# WHAT IS REQUIRED:
Each entry should appear in the answer exactly as written.

# DATA IN THIS EXERCISE:
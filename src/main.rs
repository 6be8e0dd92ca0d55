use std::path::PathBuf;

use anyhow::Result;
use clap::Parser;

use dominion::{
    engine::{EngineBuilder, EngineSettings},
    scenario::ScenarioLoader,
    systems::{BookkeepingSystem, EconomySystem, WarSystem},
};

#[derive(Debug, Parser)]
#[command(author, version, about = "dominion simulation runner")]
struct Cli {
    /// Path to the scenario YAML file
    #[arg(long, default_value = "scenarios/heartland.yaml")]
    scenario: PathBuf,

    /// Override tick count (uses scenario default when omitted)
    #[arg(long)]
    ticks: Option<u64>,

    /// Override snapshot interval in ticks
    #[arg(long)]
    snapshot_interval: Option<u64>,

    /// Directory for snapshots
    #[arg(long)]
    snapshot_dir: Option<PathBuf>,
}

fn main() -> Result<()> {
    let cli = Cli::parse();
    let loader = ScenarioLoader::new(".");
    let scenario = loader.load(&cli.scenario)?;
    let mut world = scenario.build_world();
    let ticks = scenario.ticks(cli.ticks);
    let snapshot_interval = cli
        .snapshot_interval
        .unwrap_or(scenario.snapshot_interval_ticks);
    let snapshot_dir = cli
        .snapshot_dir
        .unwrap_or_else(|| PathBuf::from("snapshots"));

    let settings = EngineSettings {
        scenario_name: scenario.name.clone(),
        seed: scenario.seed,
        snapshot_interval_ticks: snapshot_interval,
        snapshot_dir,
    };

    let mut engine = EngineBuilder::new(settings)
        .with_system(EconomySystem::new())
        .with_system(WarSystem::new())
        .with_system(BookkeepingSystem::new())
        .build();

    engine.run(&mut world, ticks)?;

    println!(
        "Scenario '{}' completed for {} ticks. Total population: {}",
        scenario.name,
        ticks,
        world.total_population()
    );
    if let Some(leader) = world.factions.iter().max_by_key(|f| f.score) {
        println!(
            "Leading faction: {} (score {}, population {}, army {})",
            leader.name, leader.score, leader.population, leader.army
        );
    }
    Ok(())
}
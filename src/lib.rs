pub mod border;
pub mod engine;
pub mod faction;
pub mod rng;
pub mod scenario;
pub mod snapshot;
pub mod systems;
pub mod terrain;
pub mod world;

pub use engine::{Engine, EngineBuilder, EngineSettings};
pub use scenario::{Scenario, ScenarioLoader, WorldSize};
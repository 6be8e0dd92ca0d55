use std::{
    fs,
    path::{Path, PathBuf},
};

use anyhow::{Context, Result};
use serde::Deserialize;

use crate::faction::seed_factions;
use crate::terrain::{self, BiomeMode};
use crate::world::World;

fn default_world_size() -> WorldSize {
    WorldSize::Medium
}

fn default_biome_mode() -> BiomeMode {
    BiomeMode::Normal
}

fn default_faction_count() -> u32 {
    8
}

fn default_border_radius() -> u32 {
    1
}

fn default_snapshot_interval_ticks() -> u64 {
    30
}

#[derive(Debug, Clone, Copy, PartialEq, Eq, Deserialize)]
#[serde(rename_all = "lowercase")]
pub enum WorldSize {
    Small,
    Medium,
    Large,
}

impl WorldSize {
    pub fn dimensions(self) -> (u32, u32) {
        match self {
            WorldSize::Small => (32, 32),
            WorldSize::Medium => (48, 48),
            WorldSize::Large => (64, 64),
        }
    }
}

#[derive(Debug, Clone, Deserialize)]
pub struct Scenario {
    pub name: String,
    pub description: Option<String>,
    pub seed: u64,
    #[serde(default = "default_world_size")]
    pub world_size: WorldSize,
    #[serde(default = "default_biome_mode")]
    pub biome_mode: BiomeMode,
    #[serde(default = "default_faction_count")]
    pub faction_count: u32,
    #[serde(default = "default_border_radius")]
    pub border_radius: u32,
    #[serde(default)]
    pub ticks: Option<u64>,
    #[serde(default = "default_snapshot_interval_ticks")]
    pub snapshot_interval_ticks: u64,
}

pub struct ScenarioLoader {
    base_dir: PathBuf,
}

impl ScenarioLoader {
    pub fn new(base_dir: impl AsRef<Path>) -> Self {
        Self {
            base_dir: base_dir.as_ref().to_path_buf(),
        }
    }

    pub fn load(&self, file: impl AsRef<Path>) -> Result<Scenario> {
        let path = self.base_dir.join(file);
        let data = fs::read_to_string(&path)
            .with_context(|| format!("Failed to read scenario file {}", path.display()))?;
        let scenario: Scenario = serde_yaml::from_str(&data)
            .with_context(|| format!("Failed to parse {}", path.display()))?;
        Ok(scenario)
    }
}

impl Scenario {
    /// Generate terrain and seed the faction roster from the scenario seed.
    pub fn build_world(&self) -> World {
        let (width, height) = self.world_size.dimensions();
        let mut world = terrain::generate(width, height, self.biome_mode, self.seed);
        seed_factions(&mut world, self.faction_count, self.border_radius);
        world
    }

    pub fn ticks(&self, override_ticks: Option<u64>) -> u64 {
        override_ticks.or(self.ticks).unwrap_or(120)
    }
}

# RESPONSE:
filename src/main.rs
repository 6be8e0dd92ca0d55
use std::path::PathBuf;

use anyhow::Result;
use clap::Parser;

use dominion::{
    engine::{EngineBuilder, EngineSettings},
    scenario::ScenarioLoader,
    systems::{BookkeepingSystem, EconomySystem, WarSystem},
};

#[derive(Debug, Parser)]
#[command(author, version, about = "dominion simulation runner")]
struct Cli {
    /// Path to the scenario YAML file
    #[arg(long, default_value = "scenarios/heartland.yaml")]
    scenario: PathBuf,

    /// Override tick count (uses scenario default when omitted)
    #[arg(long)]
    ticks: Option<u64>,

    /// Override snapshot interval in ticks
    #[arg(long)]
    snapshot_interval: Option<u64>,

    /// Directory for snapshots
    #[arg(long)]
    snapshot_dir: Option<PathBuf>,
}

fn main() -> Result<()> {
    let cli = Cli::parse();
    let loader = ScenarioLoader::new(".");
    let scenario = loader.load(&cli.scenario)?;
    let mut world = scenario.build_world();
    let ticks = scenario.ticks(cli.ticks);
    let snapshot_interval = cli
        .snapshot_interval
        .unwrap_or(scenario.snapshot_interval_ticks);
    let snapshot_dir = cli
        .snapshot_dir
        .unwrap_or_else(|| PathBuf::from("snapshots"));

    let settings = EngineSettings {
        scenario_name: scenario.name.clone(),
        seed: scenario.seed,
        snapshot_interval_ticks: snapshot_interval,
        snapshot_dir,
    };

    let mut engine = EngineBuilder::new(settings)
        .with_system(EconomySystem::new())
        .with_system(WarSystem::new())
        .with_system(BookkeepingSystem::new())
        .build();

    engine.run(&mut world, ticks)?;

    println!(
        "Scenario '{}' completed for {} ticks. Total population: {}",
        scenario.name,
        ticks,
        world.total_population()
    );
    if let Some(leader) = world.factions.iter().max_by_key(|f| f.score) {
        println!(
            "Leading faction: {} (score {}, population {}, army {})",
            leader.name, leader.score, leader.population, leader.army
        );
    }
    Ok(())
}
filename src/lib.rs
pub mod border;
pub mod engine;
pub mod faction;
pub mod rng;
pub mod scenario;
pub mod snapshot;
pub mod systems;
pub mod terrain;
pub mod world;

pub use engine::{Engine, EngineBuilder, EngineSettings};
pub use scenario::{Scenario, ScenarioLoader, WorldSize};
repository 6be8e0dd92ca0d55
use std::{
    fs,
    path::{Path, PathBuf},
};

use anyhow::{Context, Result};
use serde::Deserialize;

use crate::faction::seed_factions;
use crate::terrain::{self, BiomeMode};
use crate::world::World;

fn default_world_size() -> WorldSize {
    WorldSize::Medium
}

fn default_biome_mode() -> BiomeMode {
    BiomeMode::Normal
}

fn default_faction_count() -> u32 {
    8
}

fn default_border_radius() -> u32 {
    1
}

fn default_snapshot_interval_ticks() -> u64 {
    30
}

#[derive(Debug, Clone, Copy, PartialEq, Eq, Deserialize)]
#[serde(rename_all = "lowercase")]
pub enum WorldSize {
    Small,
    Medium,
    Large,
}

impl WorldSize {
    pub fn dimensions(self) -> (u32, u32) {
        match self {
            WorldSize::Small => (32, 32),
            WorldSize::Medium => (48, 48),
            WorldSize::Large => (64, 64),
        }
    }
}

#[derive(Debug, Clone, Deserialize)]
pub struct Scenario {
    pub name: String,
    pub description: Option<String>,
    pub seed: u64,
    #[serde(default = "default_world_size")]
    pub world_size: WorldSize,
    #[serde(default = "default_biome_mode")]
    pub biome_mode: BiomeMode,
    #[serde(default = "default_faction_count")]
    pub faction_count: u32,
    #[serde(default = "default_border_radius")]
    pub border_radius: u32,
    #[serde(default)]
    pub ticks: Option<u64>,
    #[serde(default = "default_snapshot_interval_ticks")]
    pub snapshot_interval_ticks: u64,
}

pub struct ScenarioLoader {
    base_dir: PathBuf,
}

impl ScenarioLoader {
    pub fn new(base_dir: impl AsRef<Path>) -> Self {
        Self {
            base_dir: base_dir.as_ref().to_path_buf(),
        }
    }

    pub fn load(&self, file: impl AsRef<Path>) -> Result<Scenario> {
        let path = self.base_dir.join(file);
        let data = fs::read_to_string(&path)
            .with_context(|| format!("Failed to read scenario file {}", path.display()))?;
        let scenario: Scenario = serde_yaml::from_str(&data)
            .with_context(|| format!("Failed to parse {}", path.display()))?;
        Ok(scenario)
    }
}

impl Scenario {
    /// Generate terrain and seed the faction roster from the scenario seed.
    pub fn build_world(&self) -> World {
        let (width, height) = self.world_size.dimensions();
        let mut world = terrain::generate(width, height, self.biome_mode, self.seed);
        seed_factions(&mut world, self.faction_count, self.border_radius);
        world
    }

    pub fn ticks(&self, override_ticks: Option<u64>) -> u64 {
        override_ticks.or(self.ticks).unwrap_or(120)
    }
}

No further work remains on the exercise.